Considerably fewer studies in this Special Issue aimed to help us understand why disparities exist. Such studies necessitate studying potential mediators or moderators of interventions—that is, pathways by which interventions may reduce disparities. Accordingly, such studies typically utilize, develop, or test theories or models. In the Special Issue, only 2 studies attempted to explain disparities using theory.
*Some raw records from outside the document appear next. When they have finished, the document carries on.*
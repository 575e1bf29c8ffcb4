//! The processing graph: node collection, channel lifecycle, execution

use std::fs::File;
use std::path::Path;
use std::time::Instant;

use chrono::Utc;
use tracing::{debug, error, info, warn};
use uuid::Uuid;

use crate::dag::DependencyDag;
use crate::error::{PipeGraphError, Result};
use crate::handlers::{BuiltinHandler, Handler, HandlerKind};
use crate::node::Node;
use crate::persist;
use crate::port::{Direction, NodeId, Port, PortRef};
use crate::report::{NodeRunRecord, RunReport, RunStatus};

/// An ordered collection of nodes and the operations on them: creation,
/// connection management, dependency-ordered execution, and persistence.
#[derive(Debug, Default)]
pub struct ProcessingGraph {
    nodes: Vec<Node>,
    next_node_id: u32,
    pub(crate) next_persist_id: u32,
}

impl ProcessingGraph {
    pub fn new() -> Self {
        Self::default()
    }

    /// Create a node wrapping the handler the type tag names.
    ///
    /// The handler's `init` hook runs before ports are derived, so handlers
    /// that probe for their port spec (bash) declare ports here.
    pub async fn create_node(&mut self, name: &str, type_tag: &str) -> Result<NodeId> {
        let kind: HandlerKind = type_tag.parse()?;
        let mut handler = BuiltinHandler::new(kind);
        handler.init().await;

        let id = NodeId(self.next_node_id);
        self.next_node_id += 1;
        debug!(node = name, %id, tag = type_tag, "Created node");
        self.nodes.push(Node::new(id, name, handler));
        Ok(id)
    }

    /// Remove a node, disconnecting every port (and releasing backing
    /// files) first.
    pub fn remove_node(&mut self, id: NodeId) -> Result<()> {
        let node = self.node(id)?;
        let mut pairs = Vec::new();
        for port in node.inputs() {
            for peer in port.peers() {
                pairs.push((peer.clone(), PortRef::input(id, &port.name)));
            }
        }
        for port in node.outputs() {
            for peer in port.peers() {
                pairs.push((PortRef::output(id, &port.name), peer.clone()));
            }
        }
        for (from, to) in pairs {
            if let Err(e) = self.disconnect(&from, &to) {
                warn!("Disconnect during node removal failed: {e}");
            }
        }

        let index = self
            .nodes
            .iter()
            .position(|n| n.id == id)
            .ok_or(PipeGraphError::UnknownNode(id.0))?;
        self.nodes.remove(index);
        Ok(())
    }

    pub fn nodes(&self) -> &[Node] {
        &self.nodes
    }

    pub(crate) fn nodes_mut(&mut self) -> &mut [Node] {
        &mut self.nodes
    }

    pub fn node(&self, id: NodeId) -> Result<&Node> {
        self.nodes
            .iter()
            .find(|n| n.id == id)
            .ok_or(PipeGraphError::UnknownNode(id.0))
    }

    pub fn node_mut(&mut self, id: NodeId) -> Result<&mut Node> {
        self.nodes
            .iter_mut()
            .find(|n| n.id == id)
            .ok_or(PipeGraphError::UnknownNode(id.0))
    }

    pub fn len(&self) -> usize {
        self.nodes.len()
    }

    pub fn is_empty(&self) -> bool {
        self.nodes.is_empty()
    }

    /// Drop every node. Backing files are released with their ports.
    pub fn clear(&mut self) {
        self.nodes.clear();
        self.next_persist_id = 0;
    }

    pub fn port(&self, r: &PortRef) -> Result<&Port> {
        let node = self.node(r.node)?;
        node.port(r.direction, &r.name)
            .ok_or_else(|| PipeGraphError::UnknownPort {
                node: node.name.clone(),
                direction: r.direction.to_string(),
                port: r.name.clone(),
            })
    }

    fn port_mut(&mut self, r: &PortRef) -> Result<&mut Port> {
        let node = self.node_mut(r.node)?;
        let name = node.name.clone();
        node.port_mut(r.direction, &r.name)
            .ok_or_else(|| PipeGraphError::UnknownPort {
                node: name,
                direction: r.direction.to_string(),
                port: r.name.clone(),
            })
    }

    /// Human-readable `node.port` label for diagnostics.
    fn port_label(&self, r: &PortRef) -> String {
        match self.node(r.node) {
            Ok(node) => format!("{}.{}", node.name, r.name),
            Err(_) => r.to_string(),
        }
    }

    /// Connect an output port to an input port.
    ///
    /// Arguments may come in either order; same-direction pairs and already
    /// occupied inputs are reported without mutating anything. On success
    /// the producer's backing file exists (created lazily on the first
    /// consumer) and the consumer holds a fresh read handle on it.
    pub fn connect(&mut self, a: &PortRef, b: &PortRef) -> Result<()> {
        if a.direction == b.direction {
            return Err(PipeGraphError::DirectionMismatch {
                from: self.port_label(a),
                to: self.port_label(b),
            });
        }
        let (from, to) = if a.direction == Direction::Out {
            (a, b)
        } else {
            (b, a)
        };

        self.port(from)?;
        if self.port(to)?.is_connected() {
            return Err(PipeGraphError::InputOccupied {
                port: self.port_label(to),
            });
        }

        let path = self.port_mut(from)?.ensure_backing_file()?;
        let reader = match File::open(&path) {
            Ok(reader) => reader,
            Err(e) => {
                // Roll back a backing file created for this connection only
                let producer = self.port_mut(from)?;
                if !producer.is_connected() {
                    producer.release_channel();
                }
                return Err(e.into());
            }
        };
        self.port_mut(to)?.attach_reader(path, reader);

        self.port_mut(from)?.add_peer(to.clone());
        self.port_mut(to)?.add_peer(from.clone());
        debug!(
            from = %self.port_label(from),
            to = %self.port_label(to),
            "Connected ports"
        );
        Ok(())
    }

    /// Undo a connection. The consumer's read handle is dropped; when the
    /// producer loses its last consumer its backing file is deleted.
    pub fn disconnect(&mut self, a: &PortRef, b: &PortRef) -> Result<()> {
        if a.direction == b.direction {
            return Err(PipeGraphError::NotConnected {
                from: self.port_label(a),
                to: self.port_label(b),
            });
        }
        let (from, to) = if a.direction == Direction::Out {
            (a, b)
        } else {
            (b, a)
        };

        if !self.port(from)?.peers().contains(to) || !self.port(to)?.peers().contains(from) {
            return Err(PipeGraphError::NotConnected {
                from: self.port_label(from),
                to: self.port_label(to),
            });
        }

        self.port_mut(from)?.remove_peer(to);
        self.port_mut(to)?.remove_peer(from);
        self.port_mut(to)?.release_channel();
        let producer = self.port_mut(from)?;
        if !producer.is_connected() {
            producer.release_channel();
        }
        debug!(
            from = %self.port_label(from),
            to = %self.port_label(to),
            "Disconnected ports"
        );
        Ok(())
    }

    /// Every node with no output ports or with only unconnected outputs.
    pub fn sinks(&self) -> Vec<NodeId> {
        self.nodes
            .iter()
            .filter(|n| n.is_sink())
            .map(|n| n.id)
            .collect()
    }

    /// Execute the graph in dependency order, sources before the sinks that
    /// consume them.
    ///
    /// `start` limits the run to the given nodes and their ancestors; `None`
    /// runs from every sink and validates acyclicity up front. Nodes run
    /// strictly one after another; a failed node aborts the rest of the
    /// schedule and the report flags the run as failed.
    pub async fn process(&mut self, start: Option<&[NodeId]>) -> Result<RunReport> {
        let run_id = Uuid::new_v4();
        let started_at = Utc::now();
        let run_start = Instant::now();

        let dag = DependencyDag::build(self);
        if start.is_none() {
            dag.validate_acyclic()?;
        }
        let start_ids = match start {
            Some(ids) => ids.to_vec(),
            None => self.sinks(),
        };
        info!(%run_id, start = ?start_ids, "Starting graph run");

        let visitation = dag.visitation_order(&start_ids)?;
        debug!(?visitation, "Visitation order (start set toward sources)");

        let mut records = Vec::new();
        for &id in visitation.iter().rev() {
            let node = self.node_mut(id)?;
            let name = node.name.clone();
            info!(node = %name, "Processing node");

            let node_start = Instant::now();
            let status = node.process().await;
            let failed = matches!(status, RunStatus::Failed);
            records.push(NodeRunRecord {
                node: id,
                name: name.clone(),
                status,
                duration: node_start.elapsed(),
            });

            if failed {
                error!(node = %name, "Node failed, aborting run");
                break;
            }
        }

        let report = RunReport {
            run_id,
            started_at,
            duration: run_start.elapsed(),
            records,
        };
        if report.success() {
            info!(%run_id, "Graph run completed");
        } else {
            error!(%run_id, "Graph run failed");
        }
        Ok(report)
    }

    /// Write the graph to an XML document. Persistence ids are assigned on
    /// first save and stick for subsequent saves.
    pub fn save_to_file<P: AsRef<Path>>(&mut self, path: P) -> Result<()> {
        persist::save_graph_file(self, path)
    }

    /// Replace this graph with the one in the given XML document.
    ///
    /// The current nodes are cleared first; on any failure the graph is
    /// left empty, never partially populated.
    pub async fn load_from_file<P: AsRef<Path>>(&mut self, path: P) -> Result<()> {
        persist::load_graph_file(self, path).await
    }
}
One characterized the use of psychosocial information in outpatient diabetes care, demonstrating that its use may be related to adaptations to care plans for patients experiencing psychosocial challenges.³¹ The article, an Editor’s Choice, contributes 2 models depicting when and how clinicians use psychosocial information in the care of marginalized diabetes patients.³² Another article uses the e-Health Equity Framework to analyze existing research on patient portals.³³ The article shows that research on patient portals has primarily focused on removal of individual-level patient barriers to use at the expense of taking socioeconomic and political determinants of inequitable health outcomes into account.³³ Hence, this work ultimately points to some reasons why portal projects may ultimately fail to enhance health equity.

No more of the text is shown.